JudikaturJustiz10Ob33/23k

10Ob33/23k – OGH Entscheidung

Entscheidung
12. März 2024

Kopf

Der Oberste Gerichtshof hat als Rekursgericht durch den Senatspräsidenten Hon. Prof. Dr. Nowotny als Vorsitzenden sowie die Hofräte Mag. Ziegelbauer, Mag. Schober, Dr. Annerl und Dr. Vollmaier als weitere Richter in der Rechtssache der klagenden Parteien 1. J*, und 2. R*, beide vertreten durch die Poduschka Anwaltsgesellschaft mbH in Linz, gegen die beklagten Parteien 1. F* S.p.A., *, Italien, vertreten durch die bpv Hügel Rechtsanwälte GmbH in Wien, und 2. F* S.p.A., *, Italien, vertreten durch die Thurnher Wittwer Pefferkorn Partner Rechtsanwälte GmbH in Dornbirn, wegen 28.500 EUR sA und Feststellung, über den Rekurs der klagenden Parteien gegen den Beschluss des Oberlandesgerichts Linz als Berufungsgericht vom 17. Mai 2023, GZ 2 R 58/22w 37, mit dem das Urteil des Landesgerichts Wels vom 7. Februar 2022, GZ 36 Cg 29/21y 28, aufgehoben wurde, in nichtöffentlicher den

Beschluss

gefasst:

Spruch

Der Rekurs wird zurückgewiesen.

Die erstbeklagte Partei hat die Kosten ihrer Rekursbeantwortung selbst zu tragen.

Text

Begründung:

[1] Die Kläger erwarben am 18. April 2018 ein Wohnmobil der Marke C* mit einem Kilometerstand von 40 km und dem Erstzulassungsdatum 3. April 2017 um 95.000 EUR. Herstellerin des (Basis-)Fahrzeugs (der Marke Fiat Ducato) ist die Erstbeklagte. Im Fahrzeug ist ein Dieselmotor des Typs F1AE3481E verbaut, der unter die Schadstoffklasse Euro 5b fällt. Herstellerin der Antriebsmaschine ist die Zweitbeklagte. Das Fahrzeug unterliegt unstrittig dem Anwendungsbereich der VO 715/2007/EG.
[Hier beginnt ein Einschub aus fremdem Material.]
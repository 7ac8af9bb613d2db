//! # Catalog Operations
//!
//! Product CRUD, lookup, and the single stock-adjustment chokepoint.
//! Stock never goes negative: every decrement routes through
//! [`Shop::adjust_stock`], which clamps at zero.

use tracing::info;

use pawshop_core::validation::{
    validate_barcode, validate_price, validate_product_name, validate_quantity,
};
use pawshop_core::{CoreError, NewProduct, Product, ProductPatch, StockStatus};

use crate::error::AppResult;
use crate::shop::Shop;

impl Shop {
    /// Adds a product. The id is `max(existing) + 1`, or 1 for an empty
    /// catalog; a gap left by a deletion can be refilled.
    pub fn add_product(&mut self, new: NewProduct) -> AppResult<&Product> {
        validate_product_name(&new.name)?;
        validate_barcode(&new.barcode)?;
        validate_price("purchasePrice", new.purchase_price)?;
        validate_price("salePrice", new.sale_price)?;
        validate_quantity("quantity", new.quantity)?;

        let id = self.products.iter().map(|p| p.id).max().unwrap_or(0) + 1;
        let mut product = new.into_product(id);

        // Resolve the denormalized supplier name from the reference.
        if let Some(supplier_id) = &product.supplier_id {
            if let Some(supplier) = self.suppliers.iter().find(|s| &s.id == supplier_id) {
                product.supplier_name = supplier.name.clone();
            }
        }

        info!(id, name = %product.name, "product added");
        self.products.push(product);
        self.save_products()?;

        let index = self.products.len() - 1;
        Ok(&self.products[index])
    }

    /// Applies a partial update. Absent patch fields leave the product
    /// untouched; a patched quantity clamps at zero.
    pub fn update_product(&mut self, id: i64, patch: ProductPatch) -> AppResult<&Product> {
        if let Some(name) = &patch.name {
            validate_product_name(name)?;
        }
        if let Some(barcode) = &patch.barcode {
            validate_barcode(barcode)?;
        }
        if let Some(price) = patch.sale_price {
            validate_price("salePrice", price)?;
        }
        if let Some(price) = patch.purchase_price {
            validate_price("purchasePrice", price)?;
        }

        let index = self
            .products
            .iter()
            .position(|p| p.id == id)
            .ok_or(CoreError::ProductNotFound(id))?;
        patch.apply(&mut self.products[index]);
        self.save_products()?;

        Ok(&self.products[index])
    }

    /// Deletes a product and returns the removed row. Historical sales
    /// and purchases keep their own frozen copies.
    pub fn delete_product(&mut self, id: i64) -> AppResult<Product> {
        let index = self
            .products
            .iter()
            .position(|p| p.id == id)
            .ok_or(CoreError::ProductNotFound(id))?;
        let removed = self.products.remove(index);
        self.save_products()?;
        info!(id, name = %removed.name, "product deleted");
        Ok(removed)
    }

    pub fn product(&self, id: i64) -> AppResult<&Product> {
        self.products
            .iter()
            .find(|p| p.id == id)
            .ok_or_else(|| CoreError::ProductNotFound(id).into())
    }

    /// Barcode lookup for the register scanner. The query is uppercased
    /// before comparison; stored barcodes are matched as-is.
    pub fn find_by_barcode(&self, barcode: &str) -> AppResult<&Product> {
        let needle = barcode.trim().to_uppercase();
        self.products
            .iter()
            .find(|p| p.barcode == needle)
            .ok_or_else(|| CoreError::BarcodeNotFound(barcode.to_string()).into())
    }

    /// Case-insensitive substring search over name, barcode, SKU, and
    /// category. An empty query matches everything.
    pub fn search_products(&self, query: &str) -> Vec<&Product> {
        let needle = query.trim().to_lowercase();
        self.products
            .iter()
            .filter(|p| {
                needle.is_empty()
                    || p.name.to_lowercase().contains(&needle)
                    || p.barcode.to_lowercase().contains(&needle)
                    || p.sku.to_lowercase().contains(&needle)
                    || p.category.to_lowercase().contains(&needle)
            })
            .collect()
    }

    /// Adjusts stock by a signed delta, clamping at zero, and returns
    /// the new quantity. This is the only place stock levels change.
    pub fn adjust_stock(&mut self, id: i64, delta: i64) -> AppResult<i64> {
        let product = self
            .products
            .iter_mut()
            .find(|p| p.id == id)
            .ok_or(CoreError::ProductNotFound(id))?;

        product.quantity = (product.quantity + delta).max(0);
        let new_quantity = product.quantity;
        self.save_products()?;
        Ok(new_quantity)
    }

    /// Products that are out of stock or at/below their reorder level.
    pub fn low_stock_products(&self) -> Vec<&Product> {
        self.products
            .iter()
            .filter(|p| p.stock_status() != StockStatus::InStock)
            .collect()
    }
}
[2] Das Wohnmobil ist mit einer „Abgasstrategie“ ausgestattet, die die Abgasrückführung nach einer Fahr- und Betriebszeit des Motors von 22 Minuten erheblich reduziert oder überhaupt unterbindet. Zudem ist der Fiat Ducato mit einem sogenannten „Thermofenster“ ausgestattet, das die Abgasrückführung bei Außentemperaturen unter 20 Grad Celsius massiv reduziert. Für das Fahrzeug liegt eine aufrechte EG Typengenehmigung vor; es war bislang auch nicht von einer Rückrufaktion wegen eines Software Updates betroffen.

[3] Dem Vertragsabschluss gingen Verkaufsgespräche voraus, in dem vor allem Ausstattungskriterien eine Rolle spielten. Dass die Kläger das Wohnmobil bei Kenntnis der konkreten Abgasrückführung und des Schadstoffausstoßes nicht erworben hätten, konnte nicht festgestellt werden. Aufgrund der unzulässigen Abgasstrategie hätte es um etwa 15 % bis 20 % billiger angeboten werden müssen.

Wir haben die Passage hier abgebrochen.